C’est là le principe d’après lequel se conduisirent nos ancêtres, d’après lequel se sont conduits les plus âgés d’entre nous. Les Lacédémoniens[1] n’étaient pas vos amis sans doute ; quel bien vous avaient-ils fait ? vous en aviez éprouvé mille traitemens cruels : cependant, lorsque les Thébains, après la victoire de Leuctres, cherchaient à les détruire, vous vous y opposâtes, sans craindre la gloire et la puissance dont jouissait, pour-lors, la république de Thèbes, et sans penser à tous les maux que vous avaient fait souffrir ceux mêmes pour qui vous vous exposiez. Par-là vous apprîtes à tous les peuples de la Grèce, que, quelque offense qu’un d’eux ait pu vous faire, vous pourrez vous en venger dans toute autre occasion ; mais que, dès qu’il s’agira de leur salut ou de leur liberté, vous oublierez tout ressentiment pour les défendre contre la violence.

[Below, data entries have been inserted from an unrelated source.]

// Copyright (C) 2025 Joshua Kesler
//
// This program is free software: you can redistribute it and/or modify
// it under the terms of the GNU General Public License as published by
// the Free Software Foundation, either version 3 of the License, or
// (at your option) any later version.
//
// This program is distributed in the hope that it will be useful,
// but WITHOUT ANY WARRANTY; without even the implied warranty of
// MERCHANTABILITY or FITNESS FOR A PARTICULAR PURPOSE. See the
// GNU General Public License for more details.
//
// You should have received a copy of the GNU General Public License
// along with this program. If not, see <https://www.gnu.org/licenses/>.

pub mod types;
mod device;
#[cfg(not(feature = "capture-opencv"))]
mod ffmpeg;
mod mjpeg;
#[cfg(feature = "capture-opencv")]
mod opencv_video;
#[cfg(test)]
pub mod fake;

use std::path::Path;

use types::{CaptureError, CaptureOptions, RawFrame};

/// A handle on an open video stream. Owned by exactly one acquisition loop.
pub trait CaptureSource {
    fn read_frame(&mut self) -> Result<RawFrame, CaptureError>;

    /// Frames per second reported by the source, `0.0` when unknown.
    fn nominal_frame_rate(&self) -> f64;

    fn release(&mut self) {}
}

pub trait SourceOpener: Send + Sync {
    fn open(&self, address: &str) -> Result<Box<dyn CaptureSource>, CaptureError>;
}

/// Picks a backend from the address scheme.
pub struct BackendOpener {
    options: CaptureOptions
}

impl BackendOpener {
    pub fn new(options: CaptureOptions) -> Self {
        Self { options }
    }
}

impl SourceOpener for BackendOpener {
    fn open(&self, address: &str) -> Result<Box<dyn CaptureSource>, CaptureError> {
        let lower = address.to_ascii_lowercase();
        if lower.starts_with("http://") || lower.starts_with("https://") {
            return mjpeg::open_http(address, &self.options);
        }
        if lower.starts_with("device://") {
            let source = device::DeviceSource::open(&address["device://".len()..])?;
            return Ok(Box::new(source));
        }
        if lower.starts_with("file://") {
            return self.open_file(&address["file://".len()..]);
        }
        if lower.starts_with("rtsp://") {
            return self.open_video(address);
        }
        if Path::new(address).exists() {
            return self.open_file(address);
        }
        Err(CaptureError::Unsupported(address.to_string()))
    }
}

impl BackendOpener {
    fn open_file(&self, path: &str) -> Result<Box<dyn CaptureSource>, CaptureError> {
        if is_mjpeg_file(path) {
            return Ok(Box::new(mjpeg::MjpegSource::open_file(Path::new(path))?));
        }
        self.open_video(path)
    }

    #[cfg(feature = "capture-opencv")]
    fn open_video(&self, address: &str) -> Result<Box<dyn CaptureSource>, CaptureError> {
        Ok(Box::new(opencv_video::OpenCvSource::open(address, &self.options)?))
    }

    #[cfg(not(feature = "capture-opencv"))]
    fn open_video(&self, address: &str) -> Result<Box<dyn CaptureSource>, CaptureError> {
        Ok(Box::new(ffmpeg::FfmpegSource::open(address, &self.options)?))
    }
}

fn is_mjpeg_file(path: &str) -> bool {
    Path::new(path)
        .extension()
        .and_then(|e| e.to_str())
        .map(|e| matches!(e.to_ascii_lowercase().as_str(), "mjpg" | "mjpeg"))
        .unwrap_or(false)
}

#[cfg(test)]
mod tests {
    use super::*;

    #[test]
    fn mjpeg_extension_is_case_insensitive() {
        assert!(is_mjpeg_file("/tmp/court.MJPG"));
        assert!(is_mjpeg_file("clip.mjpeg"));
        assert!(!is_mjpeg_file("clip.mp4"));
        assert!(!is_mjpeg_file("noext"));
    }

    #[test]
    fn unknown_address_is_unsupported() {
        let opener = BackendOpener::new(CaptureOptions::default());
        match opener.open("gopher://nowhere/feed") {
            Err(CaptureError::Unsupported(a)) => assert_eq!(a, "gopher://nowhere/feed"),
            Err(e) => panic!("unexpected error: {}", e),
            Ok(_) => panic!("gopher should not open")
        }
    }

    #[test]
    fn missing_mjpeg_file_fails_to_open() {
        let opener = BackendOpener::new(CaptureOptions::default());
        assert!(opener.open("file:///definitely/not/here.mjpg").is_err());
    }

    #[test]
    fn missing_container_file_fails_to_open() {
        let opener = BackendOpener::new(CaptureOptions::default());
        match opener.open("file:///definitely/not/here.mp4") {
            Err(CaptureError::Backend(_)) => {}
            Err(e) => panic!("unexpected error: {}", e),
            Ok(_) => panic!("missing file should not open")
        }
    }
}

D’autres Grecs[2] trouvèrent en vous des protecteurs aussi magnanimes. Les mêmes Thébains s’étant emparés de l’Eubée, vous ne fermâtes pas les yeux sur cette usurpation ; vous secourûtes les Eubéens, malgré la juste colère qui vous animait contre Thémison et Théodore, au sujet d’Orope. Alors, pour la première fois, des citoyens zélés s’étaient portés d’eux-mêmes à subvenir aux frais

  1. Les Thébains, ayant à leur tête Épaminondas, avaient remporté à Leuctres, sur les Lacédémoniens, une victoire qui avait fort affaibli leur puissance ; sous la conduite du même chef, ils avaient fait une irruption dans la Laconie, qu’ils avaient ravagée ; ils avaient fait trembler Sparte elle-même. Les Lacédémoniens, ayant tout à craindre d’un ennemi qui devenait tous les jours plus fier et plus entreprenant, recoururent aux Athéniens, et députèrent vers ce peuple pour implorer son secours. Les Athéniens n’avaient pas oublié les mauvais traitemens qu’ils avaient reçus de Sparte en plus d’une occasion ; il fut résolu cependant qu’Athènes secourrait les Lacédémoniens de toutes ses forces.

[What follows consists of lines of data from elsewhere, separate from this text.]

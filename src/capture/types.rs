// Copyright (C) 2025 Joshua Kesler
//
// This program is free software: you can redistribute it and/or modify
// it under the terms of the GNU General Public License as published by
// the Free Software Foundation, either version 3 of the License, or
// (at your option) any later version.
//
// This program is distributed in the hope that it will be useful,
// but WITHOUT ANY WARRANTY; without even the implied warranty of
// MERCHANTABILITY or FITNESS FOR A PARTICULAR PURPOSE. See the
// GNU General Public License for more details.
//
// You should have received a copy of the GNU General Public License
// along with this program. If not, see <https://www.gnu.org/licenses/>.

use std::{fmt, time::Duration};

#[derive(Debug, Clone, Copy, PartialEq, Eq)]
pub enum PixelLayout {
    Rgb8,
    Bgr8,
    Rgba8,
    Bgra8,
    Gray8
}

impl PixelLayout {
    pub fn bytes_per_pixel(self) -> usize {
        match self {
            PixelLayout::Rgb8 | PixelLayout::Bgr8 => 3,
            PixelLayout::Rgba8 | PixelLayout::Bgra8 => 4,
            PixelLayout::Gray8 => 1
        }
    }
}

impl fmt::Display for PixelLayout {
    fn fmt(&self, f: &mut fmt::Formatter<'_>) -> fmt::Result {
        match self {
            PixelLayout::Rgb8 => write!(f, "RGB8"),
            PixelLayout::Bgr8 => write!(f, "BGR8"),
            PixelLayout::Rgba8 => write!(f, "RGBA8"),
            PixelLayout::Bgra8 => write!(f, "BGRA8"),
            PixelLayout::Gray8 => write!(f, "GRAY8")
        }
    }
}

/// Frame as handed over by a capture backend, before layout conversion.
#[derive(Debug, Clone)]
pub struct RawFrame {
    pub data: Vec<u8>,
    pub width: u32,
    pub height: u32,
    pub stride: usize,
    pub layout: PixelLayout
}

impl RawFrame {
    pub fn packed(data: Vec<u8>, width: u32, height: u32, layout: PixelLayout) -> Self {
        let stride = width as usize * layout.bytes_per_pixel();
        Self { data, width, height, stride, layout }
    }
}

#[derive(Debug, thiserror::Error)]
pub enum CaptureError {
    #[error("no capture backend for '{0}'")]
    Unsupported(String),
    #[error("end of stream")]
    EndOfStream,
    #[error("read timed out")]
    Timeout,
    #[error(transparent)]
    Backend(#[from] anyhow::Error)
}

#[derive(Debug, Clone, Default)]
pub struct CaptureOptions {
    /// `None` blocks on reads for as long as the backend does.
    pub read_timeout: Option<Duration>
}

  2. L’Eubée était divisée en deux factions, dont l’une avait réclamé le secours de Thèbes, et l’autre celui d’Athènes. Les Thébains d’abord ne rencontrèrent point d’obstacle, et firent sans peine triompher leur faction ; mais, à l’arrivée des Athéniens, tout changea de face. Ils repoussent les Thébains, les chassent, rétablissent le calme dans l’Eubée, et ne veulent d’autre fruit de leurs travaux que la gloire d’avoir, vaincu et pacifié. Ils avaient toutefois beaucoup à se plaindre de Thémison, tyran d’Érétrie, qui, de concert avec Théodore, leur avait enlevé Orope en pleine paix.